## INSTRUCTIONS TO FOLLOW:
Search the entries for the word "failures". Copy every line where it turns up.

(Stored items)
//! Run orchestration: generate articles, fetch images, write static pages.

use crate::ai::{CompletionService, OpenAiChatClient};
use crate::article::parse_article;
use crate::config::Config;
use crate::image::{ImageSource, PicsumClient};
use crate::models::{ArticleDraft, RunSummary};
use crate::render::{render_page, PageContent};
use crate::slug::slug_for_title;
use crate::{prompts, Error, Result};
use rand::rngs::StdRng;
use rand::seq::SliceRandom;
use rand::SeedableRng;
use std::fs;
use std::path::PathBuf;
use tracing::{error, info, warn};

/// Drives a run: one article per iteration, strictly in sequence.
pub struct App {
    completion: Box<dyn CompletionService>,
    images: Box<dyn ImageSource>,
    rng: StdRng,
    config: Config,
}

/// Injectable service bundle used to construct [`App`] in tests/harnesses.
pub struct AppServices {
    pub completion: Box<dyn CompletionService>,
    pub images: Box<dyn ImageSource>,
    pub rng: StdRng,
}

impl App {
    /// Build an app from concrete service dependencies.
    pub fn with_services(services: AppServices, config: Config) -> Result<Self> {
        config.validate()?;

        Ok(Self {
            completion: services.completion,
            images: services.images,
            rng: services.rng,
            config,
        })
    }

    /// Build an app talking to OpenAI and Picsum.
    pub fn new(config: Config) -> Result<Self> {
        // Reuse one HTTP connection pool across provider clients.
        let http_client = reqwest::Client::new();

        info!("Completion provider: OpenAI (model: {})", config.chat_model);
        let completion = Box::new(OpenAiChatClient::new_with_client(
            config.openai_api_key.clone(),
            config.chat_model.clone(),
            http_client.clone(),
        ));
        let images = Box::new(PicsumClient::new_with_client(http_client));

        Self::with_services(
            AppServices {
                completion,
                images,
                rng: StdRng::from_entropy(),
            },
            config,
        )
    }

    pub fn config(&self) -> &Config {
        &self.config
    }

    /// Generate `posts_per_run` articles. Provider and parse failures skip the
    /// article; filesystem failures end the run.
    pub async fn run(&mut self) -> Result<RunSummary> {
        self.ensure_dirs()?;

        let mut summary = RunSummary::default();

        for index in 0..self.config.posts_per_run {
            let topic = self.pick_topic()?;
            info!(
                "[{}/{}] Generating article about '{}'",
                index + 1,
                self.config.posts_per_run,
                topic
            );

            match self.create_article(&topic).await {
                Ok(path) => {
                    info!("Created: {}", path.display());
                    summary.created.push(path);
                }
                Err(e) if e.is_article_failure() => {
                    if let Error::Parse { raw, .. } = &e {
                        error!("Model output could not be parsed. Raw output:\n{}", raw);
                    }
                    warn!("Skipping article about '{}': {}", topic, e);
                    summary.skipped += 1;
                }
                Err(e) => return Err(e),
            }
        }

        info!(
            "Done. Created {} file(s), skipped {}: {:?}",
            summary.created.len(),
            summary.skipped,
            summary.created
        );
        Ok(summary)
    }

    fn ensure_dirs(&self) -> Result<()> {
        fs::create_dir_all(self.config.articles_dir())?;
        fs::create_dir_all(self.config.images_dir())?;
        Ok(())
    }

    fn pick_topic(&mut self) -> Result<String> {
        self.config
            .topics
            .choose(&mut self.rng)
            .cloned()
            .ok_or_else(|| Error::Config("topic pool is empty".to_string()))
    }

    async fn create_article(&self, topic: &str) -> Result<PathBuf> {
        let prompt = prompts::article_prompt(topic);
        let raw = self.completion.complete(&prompt).await?;
        let content = parse_article(&raw, topic)?;

        let slug = slug_for_title(&content.title);
        let mut draft = ArticleDraft::new(topic.to_string(), content, slug);

        if let Some(image) = self.images.fetch_image(None).await {
            let image_path = self.config.images_dir().join(draft.image_file_name());
            fs::write(&image_path, &image.bytes)?;
            info!(
                "Saved image ({} bytes) to {}",
                image.bytes.len(),
                image_path.display()
            );
            draft.attach_image(image.credit);
        }

        let html = render_page(&PageContent {
            title: &draft.title,
            meta: &draft.meta,
            image_file: draft.image_file.as_deref(),
            image_credit: &draft.image_credit,
            body_html: &draft.body,
        });

        let out_path = self.config.articles_dir().join(draft.html_file_name());
        fs::write(&out_path, html)?;
        Ok(out_path)
    }
}

#[cfg(test)]
mod tests {
    use super::{App, AppServices};
    use crate::ai::MockCompletionClient;
    use crate::config::Config;
    use crate::image::MockImageSource;
    use crate::Error;
    use rand::rngs::StdRng;
    use rand::SeedableRng;
    use std::fs;
    use std::path::Path;
    use tempfile::tempdir;

    const VALID_ARTICLE: &str = r#"{"title":"Sunny Spells Ahead","meta":"A bright week","image_keyword":"sun","body":"<p>Sun.</p>"}"#;

    fn build_test_app(
        articles_dir: &Path,
        posts: usize,
        completion: MockCompletionClient,
        images: MockImageSource,
    ) -> App {
        App::with_services(
            AppServices {
                completion: Box::new(completion),
                images: Box::new(images),
                rng: StdRng::seed_from_u64(7),
            },
            Config::new("test-key".to_string())
                .with_articles_dir(articles_dir)
                .with_posts_per_run(posts),
        )
        .unwrap()
    }

    fn html_files(dir: &Path) -> usize {
        fs::read_dir(dir)
            .unwrap()
            .filter_map(|entry| entry.ok())
            .filter(|entry| entry.path().extension().is_some_and(|ext| ext == "html"))
            .count()
    }

    #[tokio::test]
    async fn test_run_creates_directories_and_article() {
        let dir = tempdir().unwrap();
        let articles_dir = dir.path().join("articles");

        let mut app = build_test_app(
            &articles_dir,
            1,
            MockCompletionClient::new().with_response(VALID_ARTICLE.to_string()),
            MockImageSource::new().with_image(vec![9, 9, 9], "credit".to_string()),
        );

        let summary = app.run().await.unwrap();

        assert_eq!(summary.created, vec![articles_dir.join("sunny-spells-ahead.html")]);
        assert_eq!(summary.skipped, 0);
        assert_eq!(
            fs::read(articles_dir.join("images/sunny-spells-ahead.jpg")).unwrap(),
            vec![9, 9, 9]
        );

        let html = fs::read_to_string(&summary.created[0]).unwrap();
        assert!(html.contains("<h2>Sunny Spells Ahead</h2>"));
        assert!(html.contains("/articles/images/sunny-spells-ahead.jpg"));
        assert!(html.contains("<figcaption>credit</figcaption>"));
    }

    #[tokio::test]
    async fn test_parse_failure_skips_one_article() {
        let dir = tempdir().unwrap();
        let articles_dir = dir.path().join("articles");

        let completion = MockCompletionClient::new()
            .with_response(r#"{"title":"First Post"}"#.to_string())
            .with_response("I am unable to produce JSON today.".to_string())
            .with_response(r#"{"title":"Third Post"}"#.to_string());
        let probe = completion.clone();

        let mut app = build_test_app(&articles_dir, 3, completion, MockImageSource::new());
        let summary = app.run().await.unwrap();

        assert_eq!(probe.get_call_count(), 3);
        assert_eq!(summary.created.len(), 2);
        assert_eq!(summary.skipped, 1);
        assert_eq!(html_files(&articles_dir), 2);
    }

    #[tokio::test]
    async fn test_provider_error_skips_article() {
        let dir = tempdir().unwrap();
        let articles_dir = dir.path().join("articles");

        let completion = MockCompletionClient::new()
            .with_provider_error("API error (status 500)".to_string())
            .with_response(r#"{"title":"Recovered"}"#.to_string());

        let mut app = build_test_app(&articles_dir, 2, completion, MockImageSource::new());
        let summary = app.run().await.unwrap();

        assert_eq!(summary.created, vec![articles_dir.join("recovered.html")]);
        assert_eq!(summary.skipped, 1);
    }

    #[tokio::test]
    async fn test_missing_image_is_not_fatal() {
        let dir = tempdir().unwrap();
        let articles_dir = dir.path().join("articles");

        let images = MockImageSource::new().without_image();
        let image_probe = images.clone();

        let mut app = build_test_app(
            &articles_dir,
            1,
            MockCompletionClient::new().with_response(VALID_ARTICLE.to_string()),
            images,
        );
        let summary = app.run().await.unwrap();

        assert_eq!(summary.created.len(), 1);
        assert_eq!(image_probe.seeds(), vec![None]);
        assert_eq!(fs::read_dir(articles_dir.join("images")).unwrap().count(), 0);

        let html = fs::read_to_string(&summary.created[0]).unwrap();
        assert!(!html.contains("<figure>"));
    }

    #[tokio::test]
    async fn test_same_title_overwrites_existing_page() {
        let dir = tempdir().unwrap();
        let articles_dir = dir.path().join("articles");

        let mut app = build_test_app(
            &articles_dir,
            2,
            MockCompletionClient::new().with_response(VALID_ARTICLE.to_string()),
            MockImageSource::new(),
        );
        let summary = app.run().await.unwrap();

        assert_eq!(summary.created.len(), 2);
        assert_eq!(summary.created[0], summary.created[1]);
        assert_eq!(html_files(&articles_dir), 1);
    }

    #[tokio::test]
    async fn test_untitled_slug_falls_back_to_timestamp() {
        let dir = tempdir().unwrap();
        let articles_dir = dir.path().join("articles");

        let mut app = build_test_app(
            &articles_dir,
            1,
            MockCompletionClient::new().with_response(r#"{"title":"?!?"}"#.to_string()),
            MockImageSource::new(),
        );
        let summary = app.run().await.unwrap();

        let name = summary.created[0]
            .file_name()
            .unwrap()
            .to_string_lossy()
            .to_string();
        assert!(name.starts_with("post-"));
        assert!(name.ends_with(".html"));
    }

    #[tokio::test]
    async fn test_prompt_uses_topic_from_pool() {
        let dir = tempdir().unwrap();
        let completion = MockCompletionClient::new();
        let probe = completion.clone();

        let mut app = App::with_services(
            AppServices {
                completion: Box::new(completion),
                images: Box::new(MockImageSource::new()),
                rng: StdRng::seed_from_u64(1),
            },
            Config::new("key".to_string())
                .with_articles_dir(dir.path())
                .with_posts_per_run(4)
                .with_topics(["volcanoes"]),
        )
        .unwrap();
        app.run().await.unwrap();

        let prompts = probe.prompts();
        assert_eq!(prompts.len(), 4);
        assert!(prompts.iter().all(|p| p.contains("'volcanoes'")));
    }

    #[tokio::test]
    async fn test_unwritable_output_aborts_run() {
        let dir = tempdir().unwrap();
        let blocker = dir.path().join("not-a-dir");
        fs::write(&blocker, b"file").unwrap();

        let mut app = build_test_app(
            &blocker,
            1,
            MockCompletionClient::new(),
            MockImageSource::new(),
        );

        assert!(matches!(app.run().await, Err(Error::Io(_))));
    }

    #[test]
    fn test_with_services_rejects_invalid_config() {
        let result = App::with_services(
            AppServices {
                completion: Box::new(MockCompletionClient::new()),
                images: Box::new(MockImageSource::new()),
                rng: StdRng::seed_from_u64(0),
            },
            Config::new("key".to_string()).with_posts_per_run(0),
        );
        assert!(matches!(result, Err(Error::Config(_))));
    }
}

## RESULT OF THE TASK:
    /// Generate `posts_per_run` articles. Provider and parse failures skip the
    /// article; filesystem failures end the run.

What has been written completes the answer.